我们很怕面对亲人辞世,甚至连关于死亡的字眼都希望包装得不那么沉重,究其原因,的确是它与我们生活的关联实在遥远而又密切。当我们曾经想象那只是个另一个世界,而现在它又将我们包围了,将我们熟悉和亲密的领地吞噬,因此我们必须也只能,将死亡当做盟友,继续在同一片疆土上生活。
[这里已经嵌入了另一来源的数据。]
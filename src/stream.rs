//! Live token streaming.
//!
//! Generated text is pushed piece by piece into a [`TokenSink`] while the
//! decode loop runs, independently of the final returned reply.

use std::io::Write;

use thiserror::Error;
use tokenizers::Tokenizer;

#[derive(Debug, Error)]
#[error("detokenization failed: {0}")]
pub struct DetokenizeError(pub String);

/// Receives incremental generated text during a model run.
pub trait TokenSink {
    fn on_token(&mut self, piece: &str);
}

/// Writes each piece to stdout and flushes, so tokens appear as they are
/// sampled.
#[derive(Debug, Default)]
pub struct StdoutSink;

impl TokenSink for StdoutSink {
    fn on_token(&mut self, piece: &str) {
        let mut stdout = std::io::stdout().lock();
        let _ = stdout.write_all(piece.as_bytes());
        let _ = stdout.flush();
    }
}

/// Discards every piece.
#[derive(Debug, Default)]
pub struct NullSink;

impl TokenSink for NullSink {
    fn on_token(&mut self, _piece: &str) {}
}

/// Incremental detokenizer.
///
/// Byte-pair vocabularies spread multi-byte characters over several tokens,
/// so decoding token-by-token can split UTF-8. A piece is only released once
/// the decoded text has grown past the previous emit point and ends on an
/// alphanumeric boundary; [`TokenOutputStream::decode_rest`] flushes whatever
/// remains.
pub struct TokenOutputStream {
    tokenizer: Tokenizer,
    tokens: Vec<u32>,
    prev_index: usize,
    current_index: usize,
}

impl TokenOutputStream {
    pub fn new(tokenizer: Tokenizer) -> Self {
        Self {
            tokenizer,
            tokens: Vec::new(),
            prev_index: 0,
            current_index: 0,
        }
    }

    pub fn tokenizer(&self) -> &Tokenizer {
        &self.tokenizer
    }

    fn decode(&self, tokens: &[u32]) -> Result<String, DetokenizeError> {
        self.tokenizer
            .decode(tokens, true)
            .map_err(|e| DetokenizeError(e.to_string()))
    }

    /// Feeds one sampled token; returns the next printable piece, if any.
    pub fn next_token(&mut self, token: u32) -> Result<Option<String>, DetokenizeError> {
        let prev_text = if self.tokens.is_empty() {
            String::new()
        } else {
            self.decode(&self.tokens[self.prev_index..self.current_index])?
        };
        self.tokens.push(token);
        let text = self.decode(&self.tokens[self.prev_index..])?;
        if text.len() > prev_text.len() && text.chars().last().is_some_and(|c| c.is_alphanumeric()) {
            let piece = text[prev_text.len()..].to_string();
            self.prev_index = self.current_index;
            self.current_index = self.tokens.len();
            Ok(Some(piece))
        } else {
            Ok(None)
        }
    }

    /// Decodes whatever trails the last emitted piece.
    pub fn decode_rest(&self) -> Result<Option<String>, DetokenizeError> {
        let prev_text = if self.tokens.is_empty() {
            String::new()
        } else {
            self.decode(&self.tokens[self.prev_index..self.current_index])?
        };
        let text = self.decode(&self.tokens[self.prev_index..])?;
        if text.len() > prev_text.len() {
            Ok(Some(text[prev_text.len()..].to_string()))
        } else {
            Ok(None)
        }
    }

    /// Decodes every token fed so far.
    pub fn decode_all(&self) -> Result<String, DetokenizeError> {
        self.decode(&self.tokens)
    }

    /// Resets stream state between runs; the tokenizer is kept.
    pub fn clear(&mut self) {
        self.tokens.clear();
        self.prev_index = 0;
        self.current_index = 0;
    }
}

#[cfg(test)]
mod tests {
    use super::*;

    struct Recorder(Vec<String>);

    impl TokenSink for Recorder {
        fn on_token(&mut self, piece: &str) {
            self.0.push(piece.to_string());
        }
    }

    #[test]
    fn sinks_receive_pieces_in_order() {
        let mut sink = Recorder(Vec::new());
        sink.on_token("Hel");
        sink.on_token("lo");
        assert_eq!(sink.0, vec!["Hel", "lo"]);

        // NullSink is callable and does nothing observable.
        NullSink.on_token("ignored");
    }
}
因此,当它靠近生活,我们需要了解这东西,将它纳入已知的经验范围之内,继而才能战胜那种陌生感和孤独,坚强前行。
母亲珍妮回忆着茉莉短暂一生,从幼儿园开始,似乎自家这个小小的姑娘对世界有着独特的善意:为残疾的同学开展义卖活动;在父亲节准备礼物继而理解鸡蛋孵化生命的困难;知道自己得了癌症,却又在母亲的鼓励下振作起来,为同学们制作“天使蛋糕”。
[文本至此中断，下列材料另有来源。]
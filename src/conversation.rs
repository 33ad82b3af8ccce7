//! Role-tagged messages and the fixed prompt template.
//!
//! The template is the Vicuna v1 layout: a system preamble followed by
//! alternating `USER`/`ASSISTANT` turns, with `</s>` closing each assistant
//! turn. Rendering an unfilled assistant turn produces the trailing
//! `ASSISTANT:` that cues the model to generate.

use serde::{Deserialize, Serialize};

/// Role label for user turns.
pub const ROLE_USER: &str = "USER";
/// Role label for assistant turns.
pub const ROLE_ASSISTANT: &str = "ASSISTANT";

const VICUNA_SYSTEM: &str = "A chat between a curious user and an artificial intelligence \
     assistant. The assistant gives helpful, detailed, and polite answers to the user's questions.";

/// One turn of a conversation as callers see it.
#[derive(Debug, Clone, PartialEq, Eq, Deserialize, Serialize)]
pub struct Message {
    pub role: String,
    pub content: String,
}

impl Message {
    pub fn new(role: impl Into<String>, content: impl Into<String>) -> Self {
        Self {
            role: role.into(),
            content: content.into(),
        }
    }

    pub fn user(content: impl Into<String>) -> Self {
        Self::new(ROLE_USER, content)
    }

    pub fn assistant(content: impl Into<String>) -> Self {
        Self::new(ROLE_ASSISTANT, content)
    }

    /// Whether the role is one of the two labels the template understands.
    pub fn has_known_role(&self) -> bool {
        self.role == ROLE_USER || self.role == ROLE_ASSISTANT
    }
}

/// How turns are joined when the template is rendered.
#[derive(Debug, Clone, Copy, PartialEq, Eq)]
pub enum SeparatorStyle {
    /// One separator after every turn.
    Single,
    /// Alternating separators; the second one doubles as the stop sequence.
    Two,
}

/// Accumulating prompt buffer bound to one template.
///
/// Turns with `None` content render as `ROLE:` and are filled in place once
/// the reply is decoded.
#[derive(Debug, Clone)]
pub struct Conversation {
    system: String,
    roles: (String, String),
    sep_style: SeparatorStyle,
    sep: String,
    sep2: Option<String>,
    messages: Vec<(String, Option<String>)>,
}

impl Conversation {
    /// The Vicuna v1 template used by LLaVA checkpoints.
    pub fn vicuna_v1() -> Self {
        Self {
            system: VICUNA_SYSTEM.to_string(),
            roles: (ROLE_USER.to_string(), ROLE_ASSISTANT.to_string()),
            sep_style: SeparatorStyle::Two,
            sep: " ".to_string(),
            sep2: Some("</s>".to_string()),
            messages: Vec::new(),
        }
    }

    pub fn roles(&self) -> (&str, &str) {
        (&self.roles.0, &self.roles.1)
    }

    pub fn is_empty(&self) -> bool {
        self.messages.is_empty()
    }

    pub fn len(&self) -> usize {
        self.messages.len()
    }

    pub fn append(&mut self, role: impl Into<String>, content: Option<String>) {
        self.messages.push((role.into(), content));
    }

    /// Fills the most recent turn in place. A no-op on an empty buffer.
    pub fn fill_last(&mut self, content: impl Into<String>) {
        if let Some(last) = self.messages.last_mut() {
            last.1 = Some(content.into());
        }
    }

    /// The sequence that terminates an assistant turn.
    pub fn stop_str(&self) -> &str {
        match self.sep_style {
            SeparatorStyle::Two => self.sep2.as_deref().unwrap_or(&self.sep),
            SeparatorStyle::Single => &self.sep,
        }
    }

    /// Renders the buffer into a single prompt string.
    pub fn render(&self) -> String {
        let seps = match self.sep_style {
            SeparatorStyle::Two => [self.sep.as_str(), self.stop_str()],
            SeparatorStyle::Single => [self.sep.as_str(), self.sep.as_str()],
        };
        let mut prompt = format!("{}{}", self.system, seps[0]);
        for (i, (role, content)) in self.messages.iter().enumerate() {
            match content {
                Some(text) => {
                    prompt.push_str(role);
                    prompt.push_str(": ");
                    prompt.push_str(text);
                    prompt.push_str(seps[i % 2]);
                }
                None => {
                    prompt.push_str(role);
                    prompt.push(':');
                }
            }
        }
        prompt
    }

    /// Copies the buffer out as caller-facing messages. Unfilled turns
    /// surface with empty content.
    pub fn messages(&self) -> Vec<Message> {
        self.messages
            .iter()
            .map(|(role, content)| Message::new(role.clone(), content.clone().unwrap_or_default()))
            .collect()
    }
}

#[cfg(test)]
mod tests {
    use super::*;

    #[test]
    fn vicuna_prompt_layout() {
        let mut conv = Conversation::vicuna_v1();
        conv.append(ROLE_USER, Some("What's in the image?".to_string()));
        conv.append(ROLE_ASSISTANT, None);

        let prompt = conv.render();
        let expected = format!("{VICUNA_SYSTEM} USER: What's in the image? ASSISTANT:");
        assert_eq!(prompt, expected);
    }

    #[test]
    fn filled_assistant_turn_ends_with_stop() {
        let mut conv = Conversation::vicuna_v1();
        conv.append(ROLE_USER, Some("Hi".to_string()));
        conv.append(ROLE_ASSISTANT, None);
        conv.fill_last("Hello there.");

        let prompt = conv.render();
        assert!(prompt.ends_with("ASSISTANT: Hello there.</s>"));
    }

    #[test]
    fn stop_str_is_sep2_for_two_style() {
        let conv = Conversation::vicuna_v1();
        assert_eq!(conv.stop_str(), "</s>");
    }

    #[test]
    fn fill_last_replaces_placeholder_without_growing() {
        let mut conv = Conversation::vicuna_v1();
        conv.append(ROLE_USER, Some("Hi".to_string()));
        conv.append(ROLE_ASSISTANT, None);
        assert_eq!(conv.len(), 2);

        conv.fill_last("Hello.");
        assert_eq!(conv.len(), 2);
        let messages = conv.messages();
        assert_eq!(messages[1], Message::assistant("Hello."));
    }

    #[test]
    fn role_membership() {
        assert!(Message::user("a").has_known_role());
        assert!(Message::assistant("b").has_known_role());
        assert!(!Message::new("SYSTEM", "c").has_known_role());
        assert!(!Message::new("user", "d").has_known_role());
    }
}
我们大可以将这种无畏的情绪当做是童真时代特有的勇敢,可死亡的平等却不会因此厚此薄彼,它渐渐降临,茉莉也慢慢了解“死去”的定义就是彻底告别这座世界和熟悉的人群,可同时,这对坚强的父母做出了表率,他们让孩子了解了平等生命也有各自的不同,让她看到创建基金会的价值是对其他孩子最有效的帮助,更让茉莉明白,即使是最微小的生命也能绽放光彩。
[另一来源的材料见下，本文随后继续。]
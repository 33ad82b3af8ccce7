//! The conversational pipeline: one-time setup, then one request/response
//! cycle per call.
//!
//! The pipeline owns a persistent conversation buffer and the preprocessed
//! image. Callers hand it role-tagged messages; it renders the templated
//! prompt, runs the model once, and returns the updated history with the
//! assistant's reply filled in.

use std::path::PathBuf;

use thiserror::Error;

use crate::constants::{DEFAULT_IM_END_TOKEN, DEFAULT_IM_START_TOKEN, DEFAULT_IMAGE_TOKEN};
use crate::conversation::{Conversation, Message};
use crate::image::{ImageSourceError, fetch_image};
use crate::llava::{CandleLlava, LlavaError};
use crate::model::{ImageInput, VlmModel, VlmRequest};

const DEFAULT_TEMPERATURE: f64 = 0.2;
const DEFAULT_MAX_NEW_TOKENS: usize = 512;
const DEFAULT_SEED: u64 = 299792458;

/// Construction-time settings. Generation parameters are fixed here and are
/// not adjustable per call.
#[derive(Debug, Clone)]
pub struct PipelineConfig {
    /// Checkpoint directory or Hugging Face Hub repo id.
    pub model_path: String,
    /// Accepted for interface parity with LoRA checkpoints; the backend
    /// expects merged weights and logs this as unsupported.
    pub model_base: Option<String>,
    /// Overrides `tokenizer.json` discovery, for checkpoints that ship none.
    pub tokenizer_path: Option<PathBuf>,
    /// `cpu`, `cuda`, `cuda:N` or `metal`.
    pub device: String,
    /// Local path or `http(s)` URL of the conversation's image.
    pub image_source: String,
    pub load_8bit: bool,
    pub load_4bit: bool,
    pub temperature: f64,
    pub max_new_tokens: usize,
    pub seed: u64,
}

impl PipelineConfig {
    pub fn new(model_path: impl Into<String>, image_source: impl Into<String>) -> Self {
        Self {
            model_path: model_path.into(),
            model_base: None,
            tokenizer_path: None,
            device: "cpu".to_string(),
            image_source: image_source.into(),
            load_8bit: false,
            load_4bit: false,
            temperature: DEFAULT_TEMPERATURE,
            max_new_tokens: DEFAULT_MAX_NEW_TOKENS,
            seed: DEFAULT_SEED,
        }
    }
}

/// Construction failures: model loading or image acquisition. Nothing is
/// retried; both propagate to the caller.
#[derive(Debug, Error)]
pub enum LoadError {
    #[error("failed to load conversation image")]
    Image(#[from] ImageSourceError),
    #[error("failed to load model")]
    Model(#[from] LlavaError),
}

/// Per-call failures. Invalid input is rejected before the conversation
/// buffer is touched or the model invoked.
#[derive(Debug, Error)]
pub enum PipelineError<E: std::error::Error> {
    #[error("conversation must contain at least one message")]
    EmptyConversation,
    #[error("unsupported role {0:?}: only USER and ASSISTANT are accepted")]
    InvalidRole(String),
    #[error("generation failed")]
    Model(#[source] E),
}

/// Stateful conversational wrapper around a vision-language model.
///
/// Roles are expected to alternate starting with `USER`; the pipeline
/// enforces role membership and leaves the ordering contract to the caller.
/// Not reentrant: `call` takes `&mut self` and mutates the shared buffer.
pub struct Pipeline<M: VlmModel> {
    model: M,
    conversation: Conversation,
    image: Option<ImageInput>,
    use_im_start_end: bool,
}

impl Pipeline<CandleLlava> {
    /// One-time setup: load the checkpoint, fetch and preprocess the image,
    /// fix the prompt template.
    pub fn load(config: &PipelineConfig) -> Result<Self, LoadError> {
        let model = CandleLlava::new(config)?;

        log::info!("loading image from {}", config.image_source);
        let img = fetch_image(&config.image_source)?;
        let size = (img.width(), img.height());
        let tensor = model
            .processor()
            .preprocess(&img, model.dtype(), model.device())
            .map_err(LlavaError::from)?;

        let use_im_start_end = model.uses_im_start_end();
        Ok(Self::new(model, ImageInput { tensor, size }, use_im_start_end))
    }
}

impl<M: VlmModel> Pipeline<M> {
    pub fn new(model: M, image: ImageInput, use_im_start_end: bool) -> Self {
        Self {
            model,
            conversation: Conversation::vicuna_v1(),
            image: Some(image),
            use_im_start_end,
        }
    }

    /// The accumulated conversation, as last returned by [`Pipeline::call`].
    pub fn history(&self) -> Vec<Message> {
        self.conversation.messages()
    }

    /// Runs one request/response cycle.
    ///
    /// Appends `messages` to the persistent buffer plus an empty assistant
    /// turn, renders the prompt, generates, and fills the assistant turn in
    /// place. Returns the full updated history. The image placeholder is
    /// injected into the first message of the first call only, so the
    /// rendered prompt always carries exactly one placeholder.
    pub fn call(&mut self, messages: &[Message]) -> Result<Vec<Message>, PipelineError<M::Error>> {
        if messages.is_empty() {
            return Err(PipelineError::EmptyConversation);
        }
        for message in messages {
            if !message.has_known_role() {
                return Err(PipelineError::InvalidRole(message.role.clone()));
            }
        }

        let first_call = self.conversation.is_empty();
        for (i, message) in messages.iter().enumerate() {
            let content = if first_call && i == 0 {
                self.tag_image(&message.content)
            } else {
                message.content.clone()
            };
            self.conversation.append(message.role.clone(), Some(content));
        }
        let assistant_role = self.conversation.roles().1.to_string();
        self.conversation.append(assistant_role, None);

        let prompt = self.conversation.render();
        let stop = self.conversation.stop_str().to_string();
        // The image is attached to the first generation only; later turns run
        // text-only. TODO: revisit if the template ever grows per-turn image
        // slots.
        let image = self.image.take();

        log::debug!("rendered prompt of {} chars", prompt.len());
        let response = self
            .model
            .run(VlmRequest {
                prompt,
                image,
                stop,
            })
            .map_err(PipelineError::Model)?;

        self.conversation.fill_last(response.text.trim());
        Ok(self.conversation.messages())
    }

    fn tag_image(&self, content: &str) -> String {
        if self.use_im_start_end {
            format!("{DEFAULT_IM_START_TOKEN}{DEFAULT_IMAGE_TOKEN}{DEFAULT_IM_END_TOKEN}\n{content}")
        } else {
            format!("{DEFAULT_IMAGE_TOKEN}\n{content}")
        }
    }
}

#[cfg(test)]
mod tests {
    use super::*;
    use crate::model::VlmResponse;
    use candle_core::{DType, Device, Tensor};
    use std::convert::Infallible;

    struct FakeModel {
        requests: Vec<(String, bool)>,
        reply: String,
    }

    impl FakeModel {
        fn replying(reply: &str) -> Self {
            Self {
                requests: Vec::new(),
                reply: reply.to_string(),
            }
        }
    }

    impl VlmModel for FakeModel {
        type Error = Infallible;

        fn run(&mut self, request: VlmRequest) -> Result<VlmResponse, Infallible> {
            self.requests
                .push((request.prompt, request.image.is_some()));
            Ok(VlmResponse {
                text: self.reply.clone(),
            })
        }
    }

    fn test_image() -> ImageInput {
        ImageInput {
            tensor: Tensor::zeros((1, 3, 4, 4), DType::F32, &Device::Cpu).unwrap(),
            size: (4, 4),
        }
    }

    fn pipeline(reply: &str) -> Pipeline<FakeModel> {
        Pipeline::new(FakeModel::replying(reply), test_image(), false)
    }

    #[test]
    fn image_rides_first_call_only() {
        let mut pipe = pipeline("a reply");
        pipe.call(&[Message::user("What's in the image?")]).unwrap();
        pipe.call(&[Message::user("And what color is it?")]).unwrap();

        let attached: Vec<bool> = pipe.model.requests.iter().map(|(_, img)| *img).collect();
        assert_eq!(attached, vec![true, false]);
    }

    #[test]
    fn prompt_has_exactly_one_image_placeholder_in_first_turn() {
        let mut pipe = pipeline("ok");
        pipe.call(&[Message::user("Describe this.")]).unwrap();
        pipe.call(&[Message::user("More detail please.")]).unwrap();

        for (prompt, _) in &pipe.model.requests {
            assert_eq!(prompt.matches(DEFAULT_IMAGE_TOKEN).count(), 1);
            // The placeholder opens the first user turn.
            assert!(prompt.contains("USER: <image>\nDescribe this."));
        }
    }

    #[test]
    fn image_span_wrapped_when_flag_set() {
        let mut pipe = Pipeline::new(FakeModel::replying("ok"), test_image(), true);
        pipe.call(&[Message::user("Describe this.")]).unwrap();

        let (prompt, _) = &pipe.model.requests[0];
        assert!(prompt.contains("<im_start><image><im_end>\nDescribe this."));
        assert_eq!(prompt.matches(DEFAULT_IMAGE_TOKEN).count(), 1);
    }

    #[test]
    fn invalid_role_is_rejected_before_generation() {
        let mut pipe = pipeline("never");
        let err = pipe
            .call(&[Message::user("hi"), Message::new("SYSTEM", "sneaky")])
            .unwrap_err();

        assert!(matches!(err, PipelineError::InvalidRole(role) if role == "SYSTEM"));
        assert!(pipe.model.requests.is_empty());
        assert!(pipe.history().is_empty());
    }

    #[test]
    fn empty_input_is_rejected() {
        let mut pipe = pipeline("never");
        let err = pipe.call(&[]).unwrap_err();
        assert!(matches!(err, PipelineError::EmptyConversation));
        assert!(pipe.model.requests.is_empty());
    }

    #[test]
    fn placeholder_is_filled_in_place() {
        let mut pipe = pipeline("The image shows a cat.");
        let history = pipe.call(&[Message::user("What's in the image?")]).unwrap();

        // One input turn plus exactly one assistant turn, already filled.
        assert_eq!(history.len(), 2);
        assert_eq!(history[1].role, "ASSISTANT");
        assert_eq!(history[1].content, "The image shows a cat.");
        assert!(history.iter().all(|m| !m.content.is_empty()));
    }

    #[test]
    fn turn_count_grows_by_inputs_plus_one_per_call() {
        let mut pipe = pipeline("reply");
        let history = pipe
            .call(&[
                Message::user("What's in the image?"),
                Message::assistant("A computer screen."),
                Message::user("What color is it?"),
            ])
            .unwrap();
        assert_eq!(history.len(), 4);

        let history = pipe.call(&[Message::user("Anything else?")]).unwrap();
        assert_eq!(history.len(), 6);
        assert_eq!(pipe.history().len(), 6);
    }

    #[test]
    fn reply_is_whitespace_trimmed() {
        let mut pipe = pipeline("  padded reply \n");
        let history = pipe.call(&[Message::user("hi")]).unwrap();
        assert_eq!(history[1].content, "padded reply");
    }

    #[test]
    fn stop_string_comes_from_template() {
        let mut pipe = pipeline("ok");
        pipe.call(&[Message::user("hi")]).unwrap();
        // Vicuna v1 prompts cue generation with a bare assistant label.
        let (prompt, _) = &pipe.model.requests[0];
        assert!(prompt.ends_with("ASSISTANT:"));
    }
}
我很感慨这对父母在茉莉临近死亡时候做出的一切努力,他们认真而仔细的对待死神靠近时的每一帧画面,让人很难不去深处地思考有关死亡的真正含义。离开、结束、告别、走散,亦或是另一场人生的开端,我们想象不到自己死后的画面,但能做到的,是让将要离开的人不那么畏惧孤独。
原来比起等待,我们还有许多可做的事。可这又需要建造多么强大的心理防线,才能带着微笑接受死神的邀请。
基金会渐渐成型,生命的火炬随之延续下去,茉莉用她保持纯真又高于同龄孩子的成熟度过了自己最后的时光。因为亲眼目睹过,所以明白这样的勇气该有多么难得。在当下这么一个媒体扩张的时代,任何有关死亡的话题都可以靠着分散给更多的人群来减弱挥之不去的阴霾,但在死亡的中心地带,那些与死者逼临靠近的人,依旧需要独自面对,这是残忍又不得不提的真相。
我知道珍妮夫妇这样的父母有多么不易,他们的茉莉即使生命短暂却品味到了美好;我知道我们很难变得如此勇敢,但还是可以努力去为亲历者做点什么,用我们自己的方式。